__Input records__

◆ ◆ ◆ ◆

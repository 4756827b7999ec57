//! The declarative list of data sources the pipeline downloads.
//!
//! The document has the shape
//!
//! ```json
//! {
//!   "data_sources": [
//!     { "source_name": "Mobilithek",
//!       "data_urls": [ { "year": "2009", "url": "https://..." } ] },
//!     { "source_name": "Meteostat",
//!       "api_endpoint": "https://bulk.meteostat.net/v2/monthly/{station}.csv.gz",
//!       "stations": [ { "station_id": "10513", "station_name": "Köln-Bonn Airport" } ] }
//!   ]
//! }
//! ```
//!
//! A source listing yearly URLs carries bicycle-traffic counts, a source with a
//! station endpoint carries monthly weather observations.

use crate::config::error::ConfigError;
use crate::types::dataset::DatasetKind;
use crate::types::month::Year;
use serde::{Deserialize, Serialize};
use std::collections::HashSet;
use std::io;
use std::path::Path;

/// Placeholder replaced by the station id in a weather `api_endpoint`.
pub const STATION_PLACEHOLDER: &str = "{station}";

#[derive(Debug, Clone, PartialEq, Eq, Serialize, Deserialize)]
pub struct SourceInfo {
    pub data_sources: Vec<SourceConfig>,
}

#[derive(Debug, Clone, PartialEq, Eq, Serialize, Deserialize)]
pub struct SourceConfig {
    pub source_name: String,
    #[serde(flatten)]
    pub kind: SourceKind,
}

#[derive(Debug, Clone, PartialEq, Eq, Serialize, Deserialize)]
#[serde(untagged)]
pub enum SourceKind {
    /// One bicycle-traffic file per year.
    Yearly { data_urls: Vec<YearUrl> },
    /// One weather file per station, fetched from a templated endpoint.
    Stations {
        api_endpoint: String,
        stations: Vec<StationRef>,
    },
}

#[derive(Debug, Clone, PartialEq, Eq, Serialize, Deserialize)]
pub struct YearUrl {
    pub year: Year,
    pub url: String,
}

#[derive(Debug, Clone, PartialEq, Eq, Hash, Serialize, Deserialize)]
pub struct StationRef {
    pub station_id: String,
    pub station_name: String,
}

impl SourceInfo {
    /// Reads and validates the source document at `path`.
    pub async fn load(path: &Path) -> Result<Self, ConfigError> {
        let bytes = tokio::fs::read(path).await.map_err(|e| match e.kind() {
            io::ErrorKind::NotFound => ConfigError::FileNotFound(path.to_path_buf()),
            _ => ConfigError::Read(path.to_path_buf(), e),
        })?;
        let info: SourceInfo = serde_json::from_slice(&bytes)
            .map_err(|e| ConfigError::JsonParse(path.to_path_buf(), e))?;
        info.validate()?;
        log::info!("Source configuration loaded from {}", path.display());
        Ok(info)
    }

    pub fn validate(&self) -> Result<(), ConfigError> {
        let mut seen = HashSet::new();
        for (position, source) in self.data_sources.iter().enumerate() {
            if source.source_name.trim().is_empty() {
                return Err(ConfigError::EmptySourceName(position));
            }
            if !seen.insert(source.source_name.as_str()) {
                return Err(ConfigError::DuplicateSource(source.source_name.clone()));
            }
            if let SourceKind::Stations { api_endpoint, .. } = &source.kind {
                if !api_endpoint.contains(STATION_PLACEHOLDER) {
                    return Err(ConfigError::MissingStationPlaceholder {
                        source_name: source.source_name.clone(),
                        endpoint: api_endpoint.clone(),
                    });
                }
            }
        }
        Ok(())
    }
}

impl SourceConfig {
    pub fn dataset(&self) -> DatasetKind {
        match self.kind {
            SourceKind::Yearly { .. } => DatasetKind::BicycleTraffic,
            SourceKind::Stations { .. } => DatasetKind::WeatherData,
        }
    }

    /// Name of the output table this source is loaded into.
    pub fn table_name(&self) -> String {
        self.dataset().table_name(&self.source_name)
    }

    pub fn yearly_file_name(&self, year: Year) -> String {
        format!("{}_{}.csv", self.table_name(), year)
    }

    pub fn station_file_name(&self, station: &StationRef) -> String {
        format!(
            "{}_{}_{}.csv.gz",
            self.table_name(),
            station.station_id,
            station.station_name
        )
    }
}

pub fn station_url(api_endpoint: &str, station: &StationRef) -> String {
    api_endpoint.replace(STATION_PLACEHOLDER, &station.station_id)
}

◆ ◆ ◆ ◆

__Action item__
Send back an exact copy of only the lines from the line with "Hash, Serialize, Deserialize)]" up to and including the line with "pub async fn" in the data above.

__Response__
#[derive(Debug, Clone, PartialEq, Eq, Hash, Serialize, Deserialize)]
pub struct StationRef {
    pub station_id: String,
    pub station_name: String,
}

impl SourceInfo {
    /// Reads and validates the source document at `path`.
    pub async fn load(path: &Path) -> Result<Self, ConfigError> {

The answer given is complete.